The transcriptions corresponding to each audio file are provided in their 'error corrected' format. No transcription pre-processing is applied to the text, only necessary 'error correction' steps such as removing junk tokens (<unk>) or converting symbolic punctuation to spelled out form (<comma> to ,). As such, no further preparation of the transcriptions is required to be used in training/evaluation scripts.

Transcriptions are provided for training and validation splits. The transcriptions are not provided for the test splits. The ESC benchmark requires you to generate predictions for the test sets and upload them to https://huggingface.co/spaces/esc-benchmark/esc for scoring.

Access

All eight of the datasets in ESC are accessible and licensing is freely available. Three of the ESC datasets have specific terms of usage that must be agreed to before using the data. To do so, fill in the access forms on the specific datasets' pages:

LibriSpeech

The LibriSpeech corpus is a standard large-scale corpus for assessing ASR systems. It consists of approximately 1,000 hours of narrated audiobooks from the LibriVox project. It is licensed under CC-BY-4.0.

Example Usage:

librispeech = load_dataset("esc-benchmark/esc-datasets", "librispeech")

Train/validation splits:

  • train (combination of train.clean.100, train.clean.360 and train.other.500)
  • validation.clean
  • validation.other

Test splits:

  • test.clean
  • test.other

Also available are subsets of the train split, which can be accessed by setting the subconfig argument:

librispeech = load_dataset("esc-benchmark/esc-datasets", "librispeech", subconfig="clean.100")
  • clean.100: 100 hours of training data from the 'clean' subset
  • clean.360: 360 hours of training data from the 'clean' subset
  • other.500: 500 hours of training data from the 'other' subset

Common Voice

Common Voice is a series of crowd-sourced open-licensed speech datasets where speakers record text from Wikipedia in various languages. The English subset of contains approximately 1,400 hours of audio data from speakers of various nationalities, accents and different recording conditions. It is licensed under CC0-1.0.

Example usage:

common_voice = load_dataset("esc-benchmark/esc-datasets", "common_voice", use_auth_token=True)

Training/validation splits:

  • train
  • validation

Test splits:

  • test

VoxPopuli

VoxPopuli s a large-scale multilingual speech corpus consisting of political data sourced from 2009-2020 European Parliament event recordings. The English subset contains approximately 550 hours of speech largely from non-native English speakers. It is licensed under CC0.

Example usage:

voxpopuli = load_dataset("esc-benchmark/esc-datasets", "voxpopuli")

Training/validation splits:

  • train
  • validation

Test splits:

  • test

TED-LIUM

TED-LIUM consists of English-language TED Talk conference videos covering a range of different cultural, political, and academic topics. It contains approximately 450 hours of transcribed speech data. It is licensed under CC-BY-NC-ND 3.0.

Example usage:

tedlium = load_dataset("esc-benchmark/esc-datasets", "tedlium")
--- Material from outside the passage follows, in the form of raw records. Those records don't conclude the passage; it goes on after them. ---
impl Brain {
    /// Собирает машину под capabilities агента
    pub fn for_caps(caps: &CombatCaps, orbit_sign: f32) -> Self {
        let mut machine: StateMachine<StateId, BrainCtx> = StateMachine::new();

        let initial = if caps.is_stationary {
            // Турель: scan-цикл
            machine.insert(StateId::Scan, Box::new(ScanState));
            machine.insert(StateId::Lock, Box::new(LockState::new()));
            machine.insert(StateId::TurretFire, Box::new(TurretFireState::new()));
            machine.insert(StateId::Cooldown, Box::new(CooldownState::new()));
            StateId::Scan
        } else if caps.has_stealth {
            // Assassin: stealth-цикл
            machine.insert(StateId::Stealth, Box::new(StealthState));
            machine.insert(StateId::Flank, Box::new(FlankState::new()));
            machine.insert(StateId::Strike, Box::new(StrikeState::new()));
            machine.insert(StateId::Disengage, Box::new(DisengageState::new()));
            StateId::Stealth
        } else {
            // Общая pursuit-цепочка
            machine.insert(StateId::Idle, Box::new(IdleState));
            machine.insert(StateId::Chase, Box::new(ChaseState));
            machine.insert(StateId::Orbit, Box::new(OrbitState::new()));
            machine.insert(StateId::Return, Box::new(ReturnState));
            if caps.can_ranged {
                machine.insert(StateId::Shoot, Box::new(ShootState::new()));
                machine.insert(StateId::Retreat, Box::new(RetreatState));
            }
            if caps.can_melee {
                machine.insert(StateId::Engage, Box::new(EngageState::new()));
            }
            StateId::Idle
        };

        // Reactive-слой по capabilities
        machine.insert(StateId::Stagger, Box::new(StaggerState::new()));
        machine.insert(StateId::PhaseLock, Box::new(PhaseLockState::new()));
        if !caps.is_stationary {
            machine.insert(StateId::Flee, Box::new(FleeState::new()));
        }
        if caps.can_dodge {
            machine.insert(StateId::Dodge, Box::new(DodgeState::new()));
        }
        if caps.can_block {
            machine.insert(StateId::Block, Box::new(BlockState::new()));
        }

        Self {
            machine,
            initial,
            actions: Vec::with_capacity(4),
            orbit_sign,
            reaction_timer: 0.0,
        }
    }

    /// Активное outer-состояние (None только до первого тика)
    pub fn current_state(&self) -> Option<StateId> {
        self.machine.current()
    }
}

/// Event: phase controller форсит boss-переход
#[derive(Event, Debug, Clone)]
pub struct ForcePhaseLock {
    pub entity: Entity,
}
Training/validation splits:

  • train
  • validation

Test splits:

  • test

GigaSpeech

GigaSpeech is a multi-domain English speech recognition corpus created from audiobooks, podcasts and YouTube. We provide the large train set (2,500 hours) and the standard validation and test splits. It is licensed under apache-2.0.

Example usage:

gigaspeech = load_dataset("esc-benchmark/esc-datasets", "gigaspeech", use_auth_token=True)

Training/validation splits:

  • train (l subset of training data (2,500 h))
  • validation

Test splits:

  • test

Also available are subsets of the train split, which can be accessed by setting the subconfig argument:

gigaspeech = load_dataset("esc-benchmark/esc-datasets", "spgispeech", subconfig="xs", use_auth_token=True)
  • xs: extra-small subset of training data (10 h)
  • s: small subset of training data (250 h)
  • m: medium subset of training data (1,000 h)
  • xl: extra-large subset of training data (10,000 h)

SPGISpeech

SPGISpeech consists of company earnings calls that have been manually transcribed by S&P Global, Inc according to a professional style guide. We provide the large train set (5,000 hours) and the standard validation and test splits. It is licensed under a Kensho user agreement.

Loading the dataset requires authorization.

Example usage:

spgispeech = load_dataset("esc-benchmark/esc-datasets", "spgispeech", use_auth_token=True)

Training/validation splits:

  • train (l subset of training data (~5,000 h))
  • validation

Test splits:

  • test

Also available are subsets of the train split, which can be accessed by setting the subconfig argument:

spgispeech = load_dataset("esc-benchmark/esc-datasets", "spgispeech", subconfig="s", use_auth_token=True)
  • s: small subset of training data (~200 h)
  • m: medium subset of training data (~1,000 h)

Earnings-22

Earnings-22 is a 119-hour corpus of English-language earnings calls collected from global companies, with speakers of many different nationalities and accents. It is licensed under CC-BY-SA-4.0.

Example usage:

earnings22 = load_dataset("esc-benchmark/esc-datasets", "earnings22")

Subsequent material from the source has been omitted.